I have sleep apnea... What next?

November 5, 2014

Many airman are not aware that sleep apnea is a serious medical condition that is disqualifying for flight duties. Even mild cases of sleep apnea requires a FAA granted waiver or special issuance.

Sleep Apnea is a condition that occurs when airway obstruction occurs during sleep. Typically, with this condition, tissues surround the opening to the lungs deep in the neck close off this opening, During sleep this closure may be incomplete resulting in loud snoring, this may be followed by complete airway closure which results in increasing carbon dioxide and decreasing oxygen in the blood stream. As the oxygen level in the blood decreases to a critical threshold a the brain sends a wake-up signal resulting in a loud gasp as sleep process in interrupted. This process may be repeated several hundred times a night. In addition to not being well rested and suffering from daytime sleepiness the condition, by virtue of the consequences of prolonged hypoxia (decreased blood oxygen) and hypercapnea (increased blood carbon dioxide) may, over time, result in hypertension, abnormal cardiac rhythms (arrhythmias) and heart failure.

To obtain a special issuance for sleep apnea aircrew and controllers need to document thattheir condition does not present a problem with daytime hypersomnolence also known as Excessive Daytime Sleepiness (EDS), cardiac arrhythmias, changes in cognition or significant hypertension.


The FAA requires the following:


 Initial work-up should include:

  1. Sleep studies (overnight polysomnography) before and after treatment.
  2. Maintenance of Wakefulness Test (MWT) after appropriate treatment – May be Requested - see protocol below.
  3. Status report form the sleep doctor


Acceptable treatment includes:

Surgery with documentation of satisfactory results. A post-op sleep study or MWT evaluation should be done as soon as practical.

Continuous Positive Airway Pressure, typically called CPAP. This consists of a mask or nasal pads that provide continuous pressure to the airway thus preventing complete obstruction of the airway during sleep


More about the Maintenance of Wakefulness Test (MWT)

The MWT is typically not performed unless specifically requested. In most cases this will not be required but may be requested after review of you case by an FAA flight surgeon.
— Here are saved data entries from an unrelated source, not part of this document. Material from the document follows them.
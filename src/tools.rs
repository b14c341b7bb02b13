//! Runtime tool path resolution
//!
//! For each tool (e.g., `pg_dump`), we:
//! 1. Check for an environment variable `{TOOL}_BIN` (e.g., `PG_DUMP_BIN`)
//! 2. Otherwise look the tool up on PATH
//! 3. Fall back to the bare tool name, so a missing binary is reported
//!    when the process is spawned
//!
//! The override lets hosts with several PostgreSQL client versions pin the
//! one matching the server.

use std::path::PathBuf;

/// Tool names
pub const PG_DUMP: &str = "pg_dump";
pub const PSQL: &str = "psql";

/// Environment variable checked for a tool override
pub fn tool_env_var(tool: &str) -> String {
    format!("{}_BIN", tool.to_uppercase())
}

/// Get the path to an external tool
///
/// `lookup` resolves environment variables; production code passes
/// `std::env::var(..).ok()`.
pub fn get_tool_path<F>(tool: &str, lookup: F) -> PathBuf
where
    F: Fn(&str) -> Option<String>,
{
    if let Some(path) = lookup(&tool_env_var(tool)).filter(|p| !p.trim().is_empty()) {
        return PathBuf::from(path);
    }

    which::which(tool).unwrap_or_else(|_| PathBuf::from(tool))
}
If you are asked for a MWT the FAA requires a drug screen to ensure no stimulants are utilized & this screen should be addressed in the MWT report (include results of laboratory testing).

The MWT consists of four forty-minute test periods typically at two hour intervals.

Patients are monitored in the standard polysomnographic manner (central and occipital EEG, digastric EMG, and eye movement recorder).The endpoint of each test period is either a sleep or the end of the forty-minute time period. The patient is then asked to stay awake until the next test period.

The Status Report

Your sleep doctor will need to provide a status report which is a letter summarizing your case and required treatment.

This status report should be current within the last 60 days once all evaluations completed.

It should clearly address your initial presentation, evaluation, results of sleep study and MWT, treatments including medications and dosages, response to treatment, current physical status with specific mention of any physical limitations, presence or absence of any excessive daytime fatigue, presence or absence of any obvious cognitive deficits, and future prognosis with emphasis on potential for sudden or subtle incapacitation. If CPAP was required the doctor should, comment on compliance

All elements of the above paragraph need to be included in the doctors status report.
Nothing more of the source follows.